Ita diam. Hanya memandangi Parni.

Mungkin ia akan melakukan hal yang sama kalau itu terjadi pada suaminya. Parni jauh lebih tegar. Di depan Jhon kemarin dan masyarakat yang membawa Jhon serta Srintil, ia hanya diam. Tidak mengamuk. Tidak juga memaki. Hanya pandangan matanya yang menerawang bicara lebih banyak.

“Anak itu….”

“Ssst… Septi dan adiknya sudah tertidur. Kamu sebaiknya tidur juga.” Tidak ada sahutan. Parni hanya memandangi Jhon. Untuk kemudian menangis lagi.
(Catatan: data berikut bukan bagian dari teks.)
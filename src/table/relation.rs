use log::debug;

use crate::buffer::BufferPool;
use crate::common::{PageAddress, RecordId, Result, StorageError};
use crate::storage::page::{
    data_page_capacity, DataPage, DataPageRef, DirectoryEntry, DirectoryPage, DirectoryPageRef,
    SLOT_SIZE,
};
use crate::tuple::{Record, Schema};

/// Position of one data page's entry inside the directory chain.
#[derive(Debug, Clone, Copy)]
struct EntryLocation {
    directory: PageAddress,
    index: usize,
    entry: DirectoryEntry,
}

/// A table stored as a chain of directory pages, each listing data pages and
/// the free bytes left on them.
///
/// The relation holds no pages itself. Every operation pins what it needs
/// through the buffer pool and releases it before returning.
#[derive(Debug, Clone)]
pub struct Relation {
    name: String,
    schema: Schema,
    header_page: PageAddress,
}

impl Relation {
    /// Allocates and formats the header directory page of a new, empty table.
    pub fn create(pool: &mut BufferPool, name: impl Into<String>, schema: Schema) -> Result<Self> {
        let header_page = pool.disk_mut().allocate()?;
        write_page(pool, header_page, |data| {
            DirectoryPage::new(data).init();
            Ok(())
        })?;

        let name = name.into();
        debug!("created relation {} with header {}", name, header_page);
        Ok(Self {
            name,
            schema,
            header_page,
        })
    }

    /// Attaches to a table whose header directory page already exists.
    pub fn open(name: impl Into<String>, schema: Schema, header_page: PageAddress) -> Self {
        Self {
            name: name.into(),
            schema,
            header_page,
        }
    }

    pub fn name(&self) -> &str {
        &self.name
    }

    pub fn schema(&self) -> &Schema {
        &self.schema
    }

    pub fn header_page(&self) -> PageAddress {
        self.header_page
    }

    /// Allocates an empty data page and registers it in the directory.
    pub fn append_data_page(&self, pool: &mut BufferPool) -> Result<PageAddress> {
        Ok(self.append_entry(pool)?.entry.page)
    }

    /// Every data page of the table, in directory order.
    pub fn list_data_pages(&self, pool: &mut BufferPool) -> Result<Vec<PageAddress>> {
        Ok(self
            .directory_entries(pool)?
            .into_iter()
            .map(|loc| loc.entry.page)
            .collect())
    }

    /// Data pages with room for at least one more byte and its slot.
    pub fn list_free_data_pages(&self, pool: &mut BufferPool) -> Result<Vec<PageAddress>> {
        Ok(self
            .directory_entries(pool)?
            .into_iter()
            .filter(|loc| loc.entry.free_bytes > SLOT_SIZE as i32)
            .map(|loc| loc.entry.page)
            .collect())
    }

    /// Stores `record` on the first data page with enough room, appending a
    /// new page when none has.
    pub fn insert_record(&self, pool: &mut BufferPool, record: &Record) -> Result<RecordId> {
        let size = record.encoded_size(&self.schema);
        let needed = size + SLOT_SIZE;
        let capacity = data_page_capacity(pool.page_size());
        if needed > capacity {
            return Err(StorageError::RecordTooLarge {
                size,
                capacity: capacity.saturating_sub(SLOT_SIZE),
            });
        }

        let existing = self
            .directory_entries(pool)?
            .into_iter()
            .find(|loc| loc.entry.free_bytes >= needed as i32);
        let location = match existing {
            Some(location) => location,
            None => self.append_entry(pool)?,
        };

        let page = location.entry.page;
        let schema = &self.schema;
        let (slot_id, free_bytes) = write_page(pool, page, |data| {
            DataPageRef::new(data).check(page)?;
            let mut data_page = DataPage::new(data);
            let slot_id = data_page.insert_record(schema, record)?;
            Ok((slot_id, data_page.view().free_space()))
        })?;

        write_page(pool, location.directory, |data| {
            if DirectoryPage::new(data).set_free_bytes(location.index, free_bytes as i32) {
                Ok(())
            } else {
                Err(StorageError::CorruptPage {
                    address: location.directory,
                    reason: format!("entry {} vanished", location.index),
                })
            }
        })?;

        Ok(RecordId::new(slot_id, page))
    }

    /// Every record of the table, page by page in insertion order.
    pub fn get_all_records(&self, pool: &mut BufferPool) -> Result<Vec<Record>> {
        Ok(self
            .scan(pool)?
            .into_iter()
            .map(|(_, record)| record)
            .collect())
    }

    /// Every record of the table together with its id.
    pub fn scan(&self, pool: &mut BufferPool) -> Result<Vec<(RecordId, Record)>> {
        let mut out = Vec::new();
        for page in self.list_data_pages(pool)? {
            let records = read_page(pool, page, |data| {
                let view = DataPageRef::new(data);
                view.check(page)?;
                view.records(&self.schema)
            })?;
            out.extend(
                records
                    .into_iter()
                    .map(|(slot_id, record)| (RecordId::new(slot_id, page), record)),
            );
        }
        Ok(out)
    }

    pub fn read_record(&self, pool: &mut BufferPool, rid: RecordId) -> Result<Record> {
        read_page(pool, rid.page, |data| {
            let view = DataPageRef::new(data);
            view.check(rid.page)?;
            view.read_record(&self.schema, rid.slot_id)
        })
    }

    /// Empties the slot of `rid`. The space is not reclaimed.
    pub fn delete_record(&self, pool: &mut BufferPool, rid: RecordId) -> Result<()> {
        write_page(pool, rid.page, |data| {
            DataPageRef::new(data).check(rid.page)?;
            DataPage::new(data).delete_record(rid.slot_id)
        })
    }

    pub fn record_count(&self, pool: &mut BufferPool) -> Result<usize> {
        let mut count = 0;
        for page in self.list_data_pages(pool)? {
            count += read_page(pool, page, |data| {
                let view = DataPageRef::new(data);
                view.check(page)?;
                view.live_count()
            })?;
        }
        Ok(count)
    }

    /// Addresses of the directory pages, header first.
    fn directory_chain(&self, pool: &mut BufferPool) -> Result<Vec<PageAddress>> {
        let limit = pool.disk().allocated_page_count() as usize;
        let mut chain = Vec::new();
        let mut current = Some(self.header_page);

        while let Some(address) = current {
            if chain.len() > limit {
                return Err(StorageError::CorruptPage {
                    address,
                    reason: "directory chain does not terminate".to_string(),
                });
            }
            current = read_page(pool, address, |data| {
                let view = DirectoryPageRef::new(data);
                view.check(address)?;
                Ok(view.next())
            })?;
            chain.push(address);
        }
        Ok(chain)
    }

    fn directory_entries(&self, pool: &mut BufferPool) -> Result<Vec<EntryLocation>> {
        let mut locations = Vec::new();
        for directory in self.directory_chain(pool)? {
            let entries = read_page(pool, directory, |data| {
                Ok(DirectoryPageRef::new(data).entries())
            })?;
            locations.extend(
                entries
                    .into_iter()
                    .enumerate()
                    .map(|(index, entry)| EntryLocation {
                        directory,
                        index,
                        entry,
                    }),
            );
        }
        Ok(locations)
    }

    fn append_entry(&self, pool: &mut BufferPool) -> Result<EntryLocation> {
        let page_size = pool.page_size();
        let page = pool.disk_mut().allocate()?;
        write_page(pool, page, |data| {
            DataPage::new(data).init();
            Ok(())
        })?;

        let entry = DirectoryEntry {
            page,
            free_bytes: data_page_capacity(page_size) as i32,
        };

        let last = self
            .directory_chain(pool)?
            .pop()
            .unwrap_or(self.header_page);
        let (is_full, count) = read_page(pool, last, |data| {
            let view = DirectoryPageRef::new(data);
            Ok((view.is_full(), view.entry_count()))
        })?;

        let (directory, index) = if is_full {
            let next = pool.disk_mut().allocate()?;
            write_page(pool, next, |data| {
                let mut directory = DirectoryPage::new(data);
                directory.init();
                directory.push_entry(entry);
                Ok(())
            })?;
            write_page(pool, last, |data| {
                DirectoryPage::new(data).set_next(next);
                Ok(())
            })?;
            debug!("{}: chained directory page {} after {}", self.name, next, last);
            (next, 0)
        } else {
            write_page(pool, last, |data| {
                DirectoryPage::new(data).push_entry(entry);
                Ok(())
            })?;
            (last, count)
        };

        debug!("{}: appended data page {}", self.name, page);
        Ok(EntryLocation {
            directory,
            index,
            entry,
        })
    }
}

/// Runs `f` over a pinned page and releases it clean.
fn read_page<T>(
    pool: &mut BufferPool,
    address: PageAddress,
    f: impl FnOnce(&[u8]) -> Result<T>,
) -> Result<T> {
    let data = pool.fetch(address)?;
    let result = f(&*data);
    pool.release(address, false)?;
    result
}

/// Runs `f` over a pinned page and releases it, dirty if `f` succeeded.
fn write_page<T>(
    pool: &mut BufferPool,
    address: PageAddress,
    f: impl FnOnce(&mut [u8]) -> Result<T>,
) -> Result<T> {
    let data = pool.fetch(address)?;
    let result = f(data);
    pool.release(address, result.is_ok())?;
    result
}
Mbok menangis. Di atas balai-balai. Pandangannya menerawang memandangi hamparan sawah yang terlihat jelas dari jendela.

Srintil duduk diam di dekatnya. Nyaris tak bergerak.

“Saya salah, Mbok.…”

Mbok tak menyahut.

Ia malu. Malu sekali. Kemarin malam orang-orang kampung mendatanginya. Membawa Srintil. Menceritakan semuanya. Lengkap.

“Anakmu dibawa setan gundul Jhon, Mbok…,” kata seseorang tanpa menyalahkan Srintil.

Tapi, yang lain tidak bicara seramah itu.

“Setan sama setan, ya, klop. Kecil-kecil senangnya merebut suami orang.”

Mbok mengusap air matanya.

Surat Srintil untuknya sudah ia baca. Makanya ia cepat-cepat datang ke tempat Srintil dititipkan. Tapi, sampai di sana Srintil sudah tidak ada. Mereka bilang, Srintil pergi diam-diam.

Perasaannya sudah tidak enak. Menunggu di rumah lebih tidak enak lagi. Ia merasa sesuatu terjadi pada Srintil. Terlebih ketika melewati rumah Parni, Parni bilang Jhon tidak ada. Lagi cari kerja ke tempat lain.

“Mbok….”

“Kamu sudah tidur dengannya?” pertanyaan itu terlontar gamang.

Hening.

“Kamu sudah tidur dengannya?” Mbok mengulang.

“Saya cinta Mas Jhon….”

Mbok menoleh. Memandangi mata Srintil. Lalu menangis sesenggukan. Sinar mata yang memancar itu dan kepastian itu mirip ketika dulu ia melakukannya. Menjawab pasti di depan kedua orang tuanya. Tapi, toh, ia salah juga. Laki-laki yang ia bela mati-matian cuma menyisakan Srintil. Selain itu hanya kesengsaraan.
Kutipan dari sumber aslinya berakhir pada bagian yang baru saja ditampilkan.